Take the entries that follow and return exactly the lines from the one holding "pub(crate) struct RunFiles<'a>" through the one holding "in file I/O", both included. Nothing else is needed.

── Dataset records

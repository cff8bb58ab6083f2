//! Sorted runs and their bookkeeping.

use std::cmp::Reverse;
use std::collections::BinaryHeap;

use crate::error::SortError;

/// Sorted range of values in the output of a run generator.
#[derive(Debug, Copy, Clone, PartialEq, Eq, PartialOrd, Ord)]
pub struct Run {
    /// Index of the first value of the run.
    pub offset: u64,
    /// Number of values in the run.
    pub length: u64,
}

impl Run {
    pub fn new(offset: u64, length: u64) -> Self {
        Run { offset, length }
    }
}

/// Identity of a temporary file within one sort.
#[derive(Debug, Copy, Clone, PartialEq, Eq, PartialOrd, Ord, Hash)]
pub struct FileId(pub(crate) usize);

/// Run materialized in a sealed temporary file.
#[derive(Debug, Copy, Clone, PartialEq, Eq, PartialOrd, Ord)]
pub struct SealedRun {
    pub file: FileId,
    pub run: Run,
}

/// Collects generated runs enforcing the run metadata budget.
/// Every run descriptor is accounted as 2 values.
pub(crate) struct RunCollector {
    runs: Vec<Run>,
    budget: usize,
    emitted: u64,
}

impl RunCollector {
    pub(crate) fn new(budget: usize) -> Self {
        RunCollector {
            runs: Vec::new(),
            budget,
            emitted: 0,
        }
    }

    /// Total length of the collected runs.
    pub(crate) fn emitted(&self) -> u64 {
        self.emitted
    }

    /// Closes a run of `length` values starting right after the previous one.
    /// Empty runs are not recorded.
    pub(crate) fn close(&mut self, length: u64) -> Result<(), SortError> {
        if length == 0 {
            return Ok(());
        }

        self.runs.push(Run::new(self.emitted, length));
        self.emitted += length;

        if 2 * self.runs.len() > self.budget {
            return Err(SortError::NotEnoughMemory);
        }

        return Ok(());
    }

    pub(crate) fn into_runs(self) -> Vec<Run> {
        self.runs
    }
}

/// Sealed runs ordered by length, shortest first.
/// Merging the shortest runs first minimizes the volume re-read by later passes.
#[derive(Default)]
pub struct RunRegistry {
    // binary heap is max-heap by default so we reverse it to convert it to min-heap;
    // the sequence number makes the order of equal-length runs deterministic
    runs: BinaryHeap<Reverse<(u64, u64, SealedRun)>>,
    seq: u64,
}

impl RunRegistry {
    pub fn new() -> Self {
        RunRegistry::default()
    }

    /// Registers a run.
    pub fn push(&mut self, run: SealedRun) {
        self.runs.push(Reverse((run.run.length, self.seq, run)));
        self.seq += 1;
    }

    /// Removes and returns the shortest run.
    pub fn pop(&mut self) -> Option<SealedRun> {
        self.runs.pop().map(|Reverse((_, _, run))| run)
    }

    /// Removes and returns up to `count` shortest runs, shortest first.
    pub fn pop_smallest(&mut self, count: usize) -> Vec<SealedRun> {
        let mut smallest = Vec::with_capacity(count.min(self.runs.len()));
        while smallest.len() < count {
            match self.pop() {
                Some(run) => smallest.push(run),
                None => break,
            }
        }

        return smallest;
    }

    pub fn len(&self) -> usize {
        self.runs.len()
    }

    pub fn is_empty(&self) -> bool {
        self.runs.is_empty()
    }

    /// Total number of values in the registered runs.
    pub fn total_length(&self) -> u64 {
        self.runs.iter().map(|Reverse((length, _, _))| length).sum()
    }
}

impl Extend<SealedRun> for RunRegistry {
    fn extend<I: IntoIterator<Item = SealedRun>>(&mut self, iter: I) {
        for run in iter {
            self.push(run);
        }
    }
}
//! Temporary run files of a single sort.
//!
//! Every file created during a sort is tracked here until it is deleted. A file is deleted as
//! soon as the last run stored in it is consumed by a merge; whatever is left is deleted when
//! [`RunFiles`] is dropped, so no exit path of the sort leaves files behind.

use std::fs;
use std::io::{Seek, SeekFrom};
use std::path::Path;

use log;
use tempfile;

use crate::codec::{BinaryReader, BinaryWriter, BoundedReader, VALUE_SIZE};
use crate::error::SortError;
use crate::profile::{IoClock, Timed};
use crate::run::{FileId, SealedRun};

/// Writer of a run file.
pub type RunWriter = BinaryWriter<Timed<fs::File>>;

/// Reader of a single run.
pub type RunReader = BoundedReader<BinaryReader<Timed<fs::File>>>;

struct RunFile {
    file: tempfile::NamedTempFile,
    live_runs: usize,
}

pub(crate) struct RunFiles<'a> {
    dir: &'a Path,
    buf_size: usize,
    io_clock: Option<&'a IoClock>,
    files: Vec<Option<RunFile>>,
}

impl<'a> RunFiles<'a> {
    /// # Arguments
    /// * `dir` - Directory the files are created in
    /// * `buf_size` - Read/write buffer size of every opened file, in values
    /// * `io_clock` - Clock measuring time spent in file I/O
    pub(crate) fn new(dir: &'a Path, buf_size: usize, io_clock: Option<&'a IoClock>) -> Self {
        RunFiles {
            dir,
            buf_size,
            io_clock,
            files: Vec::new(),
        }
    }

    /// Creates a new file and returns a writer to it.
    /// The file has to be sealed once the writer is flushed.
    pub(crate) fn create(&mut self) -> Result<(FileId, RunWriter), SortError> {
        let file = tempfile::Builder::new()
            .prefix("run-")
            .suffix(".bin")
            .tempfile_in(self.dir)
            .map_err(SortError::TempDir)?;
        log::debug!("run file created: {}", file.path().display());

        let writer = BinaryWriter::with_capacity(self.buf_size, self.timed(file.reopen()?));

        let id = FileId(self.files.len());
        self.files.push(Some(RunFile { file, live_runs: 0 }));

        return Ok((id, writer));
    }

    /// Records the number of runs stored in the file. A file without runs is deleted.
    pub(crate) fn seal(&mut self, id: FileId, runs: usize) {
        if let Some(run_file) = self.files.get_mut(id.0).and_then(Option::as_mut) {
            run_file.live_runs = runs;
        }
        if runs == 0 {
            self.remove(id);
        }
    }

    /// Opens a reader positioned at the first value of the run.
    pub(crate) fn open(&self, sealed: &SealedRun) -> Result<RunReader, SortError> {
        let run_file = match self.files.get(sealed.file.0).and_then(Option::as_ref) {
            Some(run_file) => run_file,
            None => {
                return Err(SortError::IO(std::io::Error::new(
                    std::io::ErrorKind::NotFound,
                    "run file already removed",
                )))
            }
        };

        let mut file = run_file.file.reopen()?;
        file.seek(SeekFrom::Start(sealed.run.offset * VALUE_SIZE as u64))?;

        let reader = BinaryReader::with_capacity(self.buf_size, self.timed(file));
        return Ok(BoundedReader::new(reader, sealed.run.length));
    }

    /// Marks one run of the file as consumed, deleting the file after its last run.
    pub(crate) fn release(&mut self, id: FileId) {
        let consumed = match self.files.get_mut(id.0).and_then(Option::as_mut) {
            Some(run_file) => {
                run_file.live_runs = run_file.live_runs.saturating_sub(1);
                run_file.live_runs == 0
            }
            None => false,
        };

        if consumed {
            self.remove(id);
        }
    }

    /// Number of files created so far.
    pub(crate) fn created(&self) -> usize {
        self.files.len()
    }

    /// Number of files not deleted yet.
    pub(crate) fn alive(&self) -> usize {
        self.files.iter().filter(|file| file.is_some()).count()
    }

    fn remove(&mut self, id: FileId) {
        if let Some(run_file) = self.files.get_mut(id.0).and_then(Option::take) {
            let path = run_file.file.path().to_path_buf();
            match run_file.file.close() {
                Ok(()) => log::debug!("run file removed: {}", path.display()),
                Err(err) => log::warn!("run file {} not removed: {}", path.display(), err),
            }
        }
    }

    fn timed(&self, file: fs::File) -> Timed<fs::File> {
        Timed::new(file, self.io_clock.cloned())
    }
}

impl Drop for RunFiles<'_> {
    fn drop(&mut self) {
        for idx in 0..self.files.len() {
            self.remove(FileId(idx));
        }
    }
}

────

## Answer to this task
pub(crate) struct RunFiles<'a> {
    dir: &'a Path,
    buf_size: usize,
    io_clock: Option<&'a IoClock>,
    files: Vec<Option<RunFile>>,
}

impl<'a> RunFiles<'a> {
    /// # Arguments
    /// * `dir` - Directory the files are created in
    /// * `buf_size` - Read/write buffer size of every opened file, in values
    /// * `io_clock` - Clock measuring time spent in file I/O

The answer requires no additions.